A Convolutional Neural Network (CNN or convnet) is a subset of AI. A Convolutional Neural Network (CNN) is a type of network architecture for deep learning algorithms used for image recognition and other tasks requiring processing pixel data. In deep learning, there are other kinds of neural networks, but Convolutional Neural Networks are the preferred network architecture for identifying and recognizing objects. As a result, they are excellent candidates for applications requiring object recognition, such as self-driving cars and facial recognition, as well as computer vision (CV) tasks. for detail you can refer the here Dear Team Please add link of CNN article

TensorFlow and Keras

Keras is a compact, easy-to-learn, high-level Python library that runs on top of the TensorFlow framework. It focuses on understanding deep learning techniques, such as creating layers for neural networks, maintaining the concepts of shapes, and mathematical implementation.

Fine Tuning

Transfer learning is closely associated with fine-tuning. When we apply knowledge gained from solving one problem to a new but related issue, we experience transfer learning. For instance, a situation involving truck recognition could benefit from the knowledge gained from learning to recognize cars. One way to use transfer learning is through fine-tuning. More specifically, fine-tuning is the process of tuning or adjusting a model already trained for one task to perform another similar task.

How Are We Going to Build This?

The diagram below displays the flow of Fine-tuning the VGG-16 network on the MNIST-Fashion Dataset with a custom fully connected dense layer.

Flow of Process

As we can see in the above image, there are five steps we are going to do so that we can accomplish our goal, i.e., fine-tuning the VGG-16 network, which is as follows:

Data Loading: In this part, we will load the Dataset from the Keras, which is already divided into Test and Train Dataset.
Data Preprocessing: For demonstration purposes, I have pre-processed the Dataset by resizing it and pixel rescaling, i.e., bringing the pixel value of the Dataset between 0-1.
Model Architecture: In this section, we will use VGG-16 pre-trained layer with a custom dense layer and a complete classification layer according to our Dataset.
Fine-Tuning: Fine-Tuning is an iterative process of deciding the hyper-parameter of the whole Dense Neural Network (DNN) as well as the pre-trained layers, i.e., to determine which layers we want to update the weights and backward propagate the weights which are dependent on the problem statement, Dataset and resources we have.
Save Model: Once the Model is trained, we need to save it from being used in real-time to make the Prediction. In this section, we will keep the Fine-Tuned Model so that it can be used to predict unseen data.
Prediction: Finally, we will predict the Test Dataset from the Model.

Final Output

Classifying the object from images is one of the most important implementations of Artificial Intelligence because it mimics the human frontal lob and can function similarly to our eye. We have fine-tuned the VGG-16 to classify the objects.

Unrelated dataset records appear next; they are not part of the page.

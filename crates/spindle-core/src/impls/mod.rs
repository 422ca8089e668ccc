//! Impls - ports の実装
//!
//! # 含まれる実装
//! - **SqliteTaskStore**: 永続化される正本（本番用）
//! - **InMemoryTaskStore**: プロセス内だけの正本（テスト用）
//! - **TracingEventSink / NoopEventSink / RecordingEventSink**: EventSink

pub mod event_sinks;
pub mod memory_store;
pub mod sqlite_store;

pub use self::event_sinks::{NoopEventSink, RecordingEventSink, TracingEventSink};
pub use self::memory_store::InMemoryTaskStore;
pub use self::sqlite_store::SqliteTaskStore;
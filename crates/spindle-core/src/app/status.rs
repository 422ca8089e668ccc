//! Status - 状態ごとの件数

use serde::{Deserialize, Serialize};

use crate::domain::{Task, TaskStatus};

#[derive(Debug, Clone, Copy, Default, PartialEq, Eq, Serialize, Deserialize)]
pub struct QueueCounts {
    pub pending: usize,
    pub running: usize,
    pub success: usize,
    pub failed: usize,
}

impl QueueCounts {
    pub fn from_tasks<'a>(tasks: impl IntoIterator<Item = &'a Task>) -> Self {
        let mut counts = QueueCounts::default();
        for task in tasks {
            match task.status {
                TaskStatus::Pending => counts.pending += 1,
                TaskStatus::Running => counts.running += 1,
                TaskStatus::Success => counts.success += 1,
                TaskStatus::Failed => counts.failed += 1,
            }
        }
        counts
    }

    pub fn total(&self) -> usize {
        self.pending + self.running + self.success + self.failed
    }

    /// Nothing left to do (no PENDING or RUNNING task).
    pub fn is_drained(&self) -> bool {
        self.pending == 0 && self.running == 0
    }
}
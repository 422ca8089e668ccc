//! Task record: the unit of work and its lifecycle.

use chrono::{DateTime, Utc};
use serde::{Deserialize, Serialize};
use serde_json::Value;

use super::ids::TaskId;
use super::outcome::TaskOutcome;
use super::state::TaskStatus;

/// Named arguments for a function call, in submission order.
pub type Arguments = serde_json::Map<String, Value>;

/// Task record.
///
/// Design:
/// - `id`, `function`, `arguments`, `created_at` are fixed at submission.
/// - `status`, `result`, `error`, `updated_at` change only through the
///   worker's store writes.
/// - `result` is set only for SUCCESS, `error` only for FAILED.
#[derive(Debug, Clone, PartialEq, Serialize, Deserialize)]
pub struct Task {
    pub id: TaskId,
    pub function: String,
    pub arguments: Arguments,
    pub status: TaskStatus,

    #[serde(default, skip_serializing_if = "Option::is_none")]
    pub result: Option<Value>,

    #[serde(default, skip_serializing_if = "Option::is_none")]
    pub error: Option<String>,

    pub created_at: DateTime<Utc>,
    pub updated_at: DateTime<Utc>,
}

impl Task {
    /// A freshly submitted task.
    pub fn pending(
        id: TaskId,
        function: impl Into<String>,
        arguments: Arguments,
        now: DateTime<Utc>,
    ) -> Self {
        Self {
            id,
            function: function.into(),
            arguments,
            status: TaskStatus::Pending,
            result: None,
            error: None,
            created_at: now,
            updated_at: now,
        }
    }

    /// Mark as running.
    pub fn mark_running(&mut self, now: DateTime<Utc>) {
        self.status = TaskStatus::Running;
        self.updated_at = now;
    }

    /// Record the terminal outcome.
    pub fn mark_terminal(&mut self, outcome: TaskOutcome, now: DateTime<Utc>) {
        self.status = outcome.status();
        let (result, error) = outcome.into_parts();
        self.result = result;
        self.error = error;
        self.updated_at = now;
    }
}

#[cfg(test)]
mod tests {
    use super::*;
    use chrono::TimeZone;
    use serde_json::json;
    use ulid::Ulid;

    fn args(v: Value) -> Arguments {
        v.as_object().cloned().unwrap()
    }

    #[test]
    fn pending_task_has_no_outcome() {
        let now = Utc.with_ymd_and_hms(2024, 1, 1, 0, 0, 0).unwrap();
        let task = Task::pending(TaskId::from_ulid(Ulid::new()), "add_numbers", args(json!({"a": 2, "b": 5})), now);

        assert_eq!(task.status, TaskStatus::Pending);
        assert!(task.result.is_none());
        assert!(task.error.is_none());
        assert_eq!(task.created_at, task.updated_at);
    }

    #[test]
    fn terminal_write_sets_one_side() {
        let t0 = Utc.with_ymd_and_hms(2024, 1, 1, 0, 0, 0).unwrap();
        let t1 = Utc.with_ymd_and_hms(2024, 1, 1, 0, 0, 1).unwrap();
        let mut task = Task::pending(TaskId::from_ulid(Ulid::new()), "divide", Arguments::new(), t0);

        task.mark_running(t1);
        assert_eq!(task.status, TaskStatus::Running);

        task.mark_terminal(TaskOutcome::failed("division by zero"), t1);
        assert_eq!(task.status, TaskStatus::Failed);
        assert!(task.result.is_none());
        assert_eq!(task.error.as_deref(), Some("division by zero"));
        assert_eq!(task.created_at, t0);
        assert_eq!(task.updated_at, t1);
    }

    #[test]
    fn argument_order_is_kept() {
        let mut arguments = Arguments::new();
        arguments.insert("z".to_string(), json!(1));
        arguments.insert("a".to_string(), json!(2));

        let text = serde_json::to_string(&arguments).unwrap();
        assert_eq!(text, r#"{"z":1,"a":2}"#);
    }
}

We trained the Model for one-epoch only, i.e., for demonstration purposes, and we obtained these metric value loss: 0.3377 - Accuracy: 0.8801 - val_loss: 0.2427 - val_accuracy: 0.9172. The below image shows the actual label || predicted label from the test set samples.

Model Prediction

Requirements

A low-level set of tools to create and train neural networks is offered by Google’s TensorFlow2.x. With Keras, you can stack layers of neurons and work with various neural network topologies. We also use additional supporting packages like opencv2 and NumPy for data pre-processing. For the Dataset, we will be using MNIST-Fashion, available on the internet for free.

Fine Tuning an Image Classification Model in Keras

This is the essential part of this article. This section will discuss Fine-Tuning an Image Classifier Model in Keras. It is common knowledge that training convolutional networks requires significant data and resources.

All the Transfer Learning Models are trained on the Imagenet Data, which consists of 1000 objects and 14,197,122 annotated images. These pre-trained model weights are optimized for this Dataset only. Therefore, if we want to use the weights of these pre-trained models or even the architecture, in that case, we need to change the Model as per our requirement.

There are two approaches we can take:

Transfer learning: Remove the last fully connected layer from a ConvNet that has been pre-trained on ImageNet, and then treat the remaining ConvNet as a feature extractor for the new Dataset. Train a classifier for the new Dataset after extracting the features from all the images.
Fine-tuning: On top of the ConvNet, replace and retrain the classifier and use backpropagation to fine-tune the weights of the already trained network.

In this section, we will discuss the fine-tuning Image Classifier step by step and implement Transfer Learning on the VGG-16 Model with the MNIST-Fashion dataset, where the VGG-16 pre-trained weights will be updated as well as the Fully connected layer weight will be updated during the training process.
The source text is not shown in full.